Mike Agovino is the Chief Operating Office with Triton Media Group, a leading provider of applications, services and content to the media industry, specifically radio, with more than 6,000 station affiliations.
Not long ago the music Industry was raking in $40 billion a year in sales. Today it sits at around $15 billion. Radio, once a $20 billion industry, is hanging on at a respectable $17 billion but faces significant challenges from a combination of new competitors pursuing its audience and advertising revenue while the overall trend toward digital advertising continues to divert budgets away from traditional media.
No matter what you believe, one thing is for certain; radio faces more competition for audience than ever before. Just the number of phone conversations occurring in the car each day would logically have to put a dent in time spent with radio.
As we move forward the challenges will only intensify as marketplace disruptors make their presence felt. Personalized music services like Slacker and Pandora have been aggressively building audiences online over the past eighteen months. With Pandora’s IPO this week, it now has a fresh influx of cash to keep investing in expanding its service. In just the past few weeks Amazon, Apple and Google have entered the equation announcing cloud based music services. They join a crowd that already includes the likes of Rhapsody, Rdio and Spotify, which is rumored to be announcing a big deal with Facebook. Business plans for these companies clearly identify the battlefield as the mobile device and automobile. For years those of us in radio have referred to the car as a “radio with wheels”.
Some in the radio business don’t see these “pure” players as competition because they are based upon computer algorithms rather than professional curators. However, seeing these companies as anything other than competition is short sighted. Over time these companies will add more sports and talk programming and probably use some of these same technologies to build recommendations and playlists of spoken word content. Slacker recently announced deals with ESPN and ABC News while Pandora launched a new comedy service. Online companies are building audience and a portion of that audience is coming from terrestrial stations. Soon, if not already, the online players will reach scale where they can sell the value of their audience to the same local advertisers to which radio sells ad inventory—that’s a competitor in my book!
So, what next for these two long time allies, radio and record labels?
The record industry’s solution has been to re-think free access to music performances by radio stations and lobby congress to institute a first ever over-the-air royalty. Over the air radio has been exempt from a performance royalty by a decades old understanding, but its online offerings are not. Terrestrial stations must pay a hefty royalty for performances that are streamed over the Internet. Pure plays, or internet-only stations, pay lower royalties than over the air broadcasters do—in some cases the difference is very large.

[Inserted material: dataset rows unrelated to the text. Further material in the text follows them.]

//! Dirty propagation across frame resources.
//!
//! Every frame resource carries its own copy of the object and material
//! constants. When an entity changes, its new constants have to reach all N
//! copies, but only the copy of the slot being prepared is safe to write this
//! frame. [`DirtyTracker`] bridges the two: marking an entity sets its dirty
//! count to N, and each frame's [`apply_updates`](DirtyTracker::apply_updates)
//! writes every dirty entity into the current slot and decrements its count.
//! After N consecutive frames every slot holds the new data and the entity is
//! clean again.
//!
//! ```text
//! mark_dirty(e)   count = 3
//! frame 0         write slot 0, count = 2
//! frame 1         write slot 1, count = 1
//! frame 2         write slot 2, count = 0
//! frame 3         skipped
//! ```
//!
//! Marking again while dirty resets the count to N; counts never accumulate.

use tracing::{debug, error};

use frameflight_rhi::{RhiError, RhiResult};
use frameflight_scene::{MaterialId, RenderItemId, Scene};

use crate::frame_resource::FrameResource;

/// An entity whose constants are replicated per frame.
#[derive(Clone, Copy, Debug, PartialEq, Eq, Hash)]
pub enum DirtyEntity {
    /// A render item's object constants.
    RenderItem(RenderItemId),
    /// A material's constants.
    Material(MaterialId),
}

impl From<RenderItemId> for DirtyEntity {
    fn from(id: RenderItemId) -> Self {
        DirtyEntity::RenderItem(id)
    }
}

impl From<MaterialId> for DirtyEntity {
    fn from(id: MaterialId) -> Self {
        DirtyEntity::Material(id)
    }
}

/// Number of constant writes performed by one [`DirtyTracker::apply_updates`].
#[derive(Clone, Copy, Debug, Default, PartialEq, Eq)]
pub struct UpdateStats {
    /// Object constant entries written.
    pub objects_written: usize,
    /// Material constant entries written.
    pub materials_written: usize,
}

/// Per-entity dirty counters for render items and materials.
///
/// Entities the tracker has not seen yet (added to the scene after the last
/// update) start fully dirty.
#[derive(Clone, Debug)]
pub struct DirtyTracker {
    frames_in_flight: u32,
    objects: Vec<u32>,
    materials: Vec<u32>,
}

impl DirtyTracker {
    /// Creates a tracker for a ring of `frames_in_flight` slots.
    pub fn new(frames_in_flight: usize) -> Self {
        debug_assert!(frames_in_flight > 0, "ring needs at least one slot");
        Self {
            frames_in_flight: frames_in_flight as u32,
            objects: Vec::new(),
            materials: Vec::new(),
        }
    }

    /// Ring size the counters count down from.
    #[inline]
    pub fn frames_in_flight(&self) -> u32 {
        self.frames_in_flight
    }

    /// Sets the entity's dirty count to the ring size.
    pub fn mark_dirty(&mut self, entity: impl Into<DirtyEntity>) {
        let n = self.frames_in_flight;
        let (counts, index) = match entity.into() {
            DirtyEntity::RenderItem(id) => (&mut self.objects, id.index()),
            DirtyEntity::Material(id) => (&mut self.materials, id.index()),
        };
        if counts.len() <= index {
            counts.resize(index + 1, n);
        }
        counts[index] = n;
    }

    /// Marks every entity of `scene` dirty.
    ///
    /// Called after scene construction so the initial state reaches every
    /// slot.
    pub fn mark_all_dirty(&mut self, scene: &Scene) {
        let n = self.frames_in_flight;
        self.objects.clear();
        self.objects.resize(scene.render_item_count(), n);
        self.materials.clear();
        self.materials.resize(scene.material_count(), n);
        debug!(
            "Marked {} render items and {} materials dirty",
            self.objects.len(),
            self.materials.len()
        );
    }

    /// Writes every dirty entity's constants into `frame` and decrements its
    /// count.
    ///
    /// Entities with a zero count are skipped. Constants are recomputed from
    /// the entity's current fields.
    ///
    /// # Errors
    ///
    /// Returns [`RhiError::CapacityExceeded`] if an entity's constant index
    /// does not fit the frame's region. This is a setup error: the regions
    /// were sized for fewer entities than the scene holds.
    pub fn apply_updates(
        &mut self,
        scene: &Scene,
        frame: &mut FrameResource,
    ) -> RhiResult<UpdateStats> {
        let n = self.frames_in_flight;
        if self.objects.len() < scene.render_item_count() {
            self.objects.resize(scene.render_item_count(), n);
        }
        if self.materials.len() < scene.material_count() {
            self.materials.resize(scene.material_count(), n);
        }

        let mut stats = UpdateStats::default();

        for (id, item) in scene.render_items() {
            let count = &mut self.objects[id.index()];
            if *count == 0 {
                continue;
            }
            frame
                .object_constants_mut()
                .copy_data(item.object_constant_index, &item.constants())
                .inspect_err(|e| error!("Cannot upload {}: {}", id, e))?;
            *count -= 1;
            stats.objects_written += 1;
        }

        for (id, material) in scene.materials() {
            let count = &mut self.materials[id.index()];
            if *count == 0 {
                continue;
            }
            frame
                .material_constants_mut()
                .copy_data(material.constant_index, &material.constants())
                .inspect_err(|e| error!("Cannot upload {} '{}': {}", id, material.name, e))?;
            *count -= 1;
            stats.materials_written += 1;
        }

        Ok(stats)
    }

    /// Checks that every constant index of `scene` fits `frame`.
    ///
    /// # Errors
    ///
    /// Returns the first [`RhiError::CapacityExceeded`] found.
    pub fn validate_capacity(scene: &Scene, frame: &FrameResource) -> RhiResult<()> {
        let objects = frame.object_constants();
        if let Some((_, item)) = scene
            .render_items()
            .find(|(_, item)| item.object_constant_index >= objects.element_count())
        {
            return Err(RhiError::CapacityExceeded {
                region: objects.label().to_string(),
                index: item.object_constant_index,
                capacity: objects.element_count(),
            });
        }

        let materials = frame.material_constants();
        if let Some((_, material)) = scene
            .materials()
            .find(|(_, m)| m.constant_index >= materials.element_count())
        {
            return Err(RhiError::CapacityExceeded {
                region: materials.label().to_string(),
                index: material.constant_index,
                capacity: materials.element_count(),
            });
        }
        Ok(())
    }

    /// Remaining dirty count of a render item.
    pub fn object_dirty_count(&self, id: RenderItemId) -> u32 {
        self.objects.get(id.index()).copied().unwrap_or(0)
    }

    /// Remaining dirty count of a material.
    pub fn material_dirty_count(&self, id: MaterialId) -> u32 {
        self.materials.get(id.index()).copied().unwrap_or(0)
    }

    /// Remaining dirty count of any entity.
    pub fn dirty_count(&self, entity: impl Into<DirtyEntity>) -> u32 {
        match entity.into() {
            DirtyEntity::RenderItem(id) => self.object_dirty_count(id),
            DirtyEntity::Material(id) => self.material_dirty_count(id),
        }
    }

    /// Returns true when no entity is waiting for an upload.
    pub fn is_clean(&self) -> bool {
        self.objects.iter().chain(&self.materials).all(|&c| c == 0)
    }
}

#[cfg(test)]
mod tests {
    use super::*;
    use crate::frame_resource::FrameResourceDesc;
    use frameflight_resources::Material;
    use frameflight_rhi::buffer::{BufferUsage, UploadBuffer};
    use frameflight_scene::{MeshGeometry, RenderItem, RenderLayer, SubmeshGeometry, VertexSource};
    use glam::{Mat4, Vec3, Vec4};

    fn scene(items: usize, materials: usize) -> Scene {
        let indices = UploadBuffer::<u16>::new("idx", BufferUsage::Vertex, 3).unwrap();
        let mut scene = Scene::new();
        let geo = scene.add_geometry(MeshGeometry::new(
            "geo",
            VertexSource::PerFrame { vertex_count: 3 },
            indices.view(),
        ));
        let mats: Vec<MaterialId> = (0..materials)
            .map(|i| scene.add_material(Material::new(format!("m{i}"), i, 0)))
            .collect();
        for i in 0..items {
            scene.add_render_item(
                RenderLayer::Opaque,
                RenderItem::new(i, mats[i % mats.len()], geo, SubmeshGeometry::default()),
            );
        }
        scene
    }

    fn frames(n: usize, objects: usize, materials: usize) -> Vec<FrameResource> {
        let desc = FrameResourceDesc {
            object_count: objects,
            material_count: materials,
            ..FrameResourceDesc::default()
        };
        (0..n).map(|i| FrameResource::new(i, &desc).unwrap()).collect()
    }

    #[test]
    fn test_mark_sets_count_to_ring_size() {
        let mut tracker = DirtyTracker::new(3);
        let id = MaterialId::new(0);
        tracker.mark_dirty(id);
        assert_eq!(tracker.material_dirty_count(id), 3);
        tracker.mark_dirty(id);
        assert_eq!(tracker.material_dirty_count(id), 3);
        assert!(!tracker.is_clean());
    }

    #[test]
    fn test_unknown_entity_is_clean() {
        let tracker = DirtyTracker::new(3);
        assert_eq!(tracker.object_dirty_count(RenderItemId::new(7)), 0);
        assert!(tracker.is_clean());
    }

    #[test]
    fn test_mark_all_dirty() {
        let scene = scene(3, 2);
        let mut tracker = DirtyTracker::new(2);
        tracker.mark_all_dirty(&scene);
        assert_eq!(tracker.dirty_count(RenderItemId::new(2)), 2);
        assert_eq!(tracker.dirty_count(MaterialId::new(1)), 2);
    }

    #[test]
    fn test_update_reaches_every_slot_then_stops() {
        let mut scene = scene(1, 1);
        let mut slots = frames(3, 1, 1);
        let mut tracker = DirtyTracker::new(3);
        tracker.mark_all_dirty(&scene);
        for slot in slots.iter_mut() {
            tracker.apply_updates(&scene, slot).unwrap();
        }
        assert!(tracker.is_clean());

        let id = MaterialId::new(0);
        scene.material_mut(id).unwrap().diffuse_albedo = Vec4::new(0.0, 1.0, 0.0, 1.0);
        tracker.mark_dirty(id);

        for slot in slots.iter_mut() {
            let stats = tracker.apply_updates(&scene, slot).unwrap();
            assert_eq!(stats.materials_written, 1);
            assert_eq!(stats.objects_written, 0);
        }
        assert_eq!(tracker.material_dirty_count(id), 0);

        for slot in &slots {
            let written = slot.material_constants().read(0).unwrap();
            assert_eq!(written.diffuse_albedo, Vec4::new(0.0, 1.0, 0.0, 1.0));
        }

        let before = slots[0].material_constants().write_count();
        let stats = tracker.apply_updates(&scene, &mut slots[0]).unwrap();
        assert_eq!(stats, UpdateStats::default());
        assert_eq!(slots[0].material_constants().write_count(), before);
    }

    #[test]
    fn test_object_constants_are_transposed() {
        let mut scene = scene(1, 1);
        let world = Mat4::from_translation(Vec3::new(1.0, 2.0, 3.0));
        scene.render_item_mut(RenderItemId::new(0)).unwrap().world = world;
        let mut slots = frames(1, 1, 1);
        let mut tracker = DirtyTracker::new(1);
        tracker.mark_all_dirty(&scene);
        tracker.apply_updates(&scene, &mut slots[0]).unwrap();
        assert_eq!(
            slots[0].object_constants().read(0).unwrap().world,
            world.transpose()
        );
    }

    #[test]
    fn test_counts_stay_in_bounds() {
        for n in 1..=4usize {
            let scene = scene(2, 2);
            let mut slots = frames(n, 2, 2);
            let mut tracker = DirtyTracker::new(n);
            tracker.mark_all_dirty(&scene);

            // Interleave marks with updates in an irregular pattern.
            for frame in 0..(4 * n) {
                if frame % 3 == 0 {
                    tracker.mark_dirty(RenderItemId::new(1));
                }
                if frame % 5 == 1 {
                    tracker.mark_dirty(MaterialId::new(0));
                    tracker.mark_dirty(MaterialId::new(0));
                }
                tracker.apply_updates(&scene, &mut slots[frame % n]).unwrap();
                for i in 0..2 {
                    assert!(tracker.object_dirty_count(RenderItemId::new(i)) <= n as u32);
                    assert!(tracker.material_dirty_count(MaterialId::new(i)) <= n as u32);
                }
            }
        }
    }

    #[test]
    fn test_capacity_violation_is_error() {
        let scene = scene(3, 1);
        let mut slots = frames(1, 2, 1);
        let mut tracker = DirtyTracker::new(1);
        tracker.mark_all_dirty(&scene);

        assert!(DirtyTracker::validate_capacity(&scene, &slots[0]).is_err());
        let err = tracker.apply_updates(&scene, &mut slots[0]).unwrap_err();
        match err {
            RhiError::CapacityExceeded {
                index, capacity, ..
            } => {
                assert_eq!(index, 2);
                assert_eq!(capacity, 2);
            }
            other => panic!("unexpected error: {other:?}"),
        }
        // The failed entity keeps its count.
        assert_eq!(tracker.object_dirty_count(RenderItemId::new(2)), 1);
    }

    #[test]
    fn test_new_entities_start_dirty() {
        let mut scene = scene(1, 1);
        let mut slots = frames(2, 4, 1);
        let mut tracker = DirtyTracker::new(2);
        tracker.mark_all_dirty(&scene);
        tracker.apply_updates(&scene, &mut slots[0]).unwrap();
        tracker.apply_updates(&scene, &mut slots[1]).unwrap();
        assert!(tracker.is_clean());

        let material = MaterialId::new(0);
        let geo = frameflight_scene::GeometryId::new(0);
        let id = scene.add_render_item(
            RenderLayer::Opaque,
            RenderItem::new(1, material, geo, SubmeshGeometry::default()),
        );
        let stats = tracker.apply_updates(&scene, &mut slots[0]).unwrap();
        assert_eq!(stats.objects_written, 1);
        assert_eq!(tracker.object_dirty_count(id), 1);
    }
}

I’ll skip the history lesson and just tell you that broadcasters who stream music content pay nearly $2.00 for every thousand listeners who hear a song. Those fees are scheduled to increase over the next few years to around $2.40 for the same thousand listeners. The average music station that streams is playing around 13 songs an hour. Those same stations are selling about six ads per hour and filling the rest of their break with PSAs and filler music (In the long term radio will come to find that they can’t serve more than 6 or 8 ads an hour online so today’s sellout rate is not the issue). With twice as many songs played as ads sold the impact of the royalty is a double-whammy, costing the broadcaster about $4.00 per thousand exposures to an ad.
There are other costs to streaming as well. You’ve got to pay ad agency fees and sales commissions as well as hosting, ad serving and measurement fees. All of this has an additional $2.00-$3.00 impact. Depending on the size of the broadcaster, total costs are somewhere around $7.00 CPM. My firm provides services to both pure plays and broadcasters, so we have some visibility into the current advertising economics in the space and present day monetization levels are around $5.00 CPM. In other words, broadcasters who stream their content are not turning a profit doing it.
The audience will continue to migrate online and radio brands need to make sure they exist where and how the audience wants them. Radio and record labels need to find business models that build value for both industries in this new world. Negotiations between the two have been on and off for years now with no resolution in sight. The music industry, broadcasters, artists and consumers are going to continue to take it on the chin if we can’t get these problems resolved. The future for both is better together than apart.
There’s an old saying that “you can’t stand in the way of technology” and it’s true. As much as many in radio and records would love to turn the clock back and protect their existing way of life . . . it’s not going to happen.
Here’s my suggestion, institute an over the air royalty that starts at one percent of revenue and escalates to five percent of revenue over the next 10 years, then remains at that number in perpetuity. At the same time, institute a new set of streaming fees that start at twenty five percent of revenue and decline to five percent over the next 10 years and remain there. An all-in, five percent revenue share across the board in 2021 would allow broadcasters to anticipate and structure accordingly while also allowing the labels to bring in hundreds of millions of dollars today and billions in revenue over time. On the flip side it would let the labels participate in a meaningful way while not preventing broadcasters from building a profitable online business.
I believe in radio’s future but only if radio makes an aggressive online play and that play can not be made without the music industry helping to build that future instead of holding onto the past.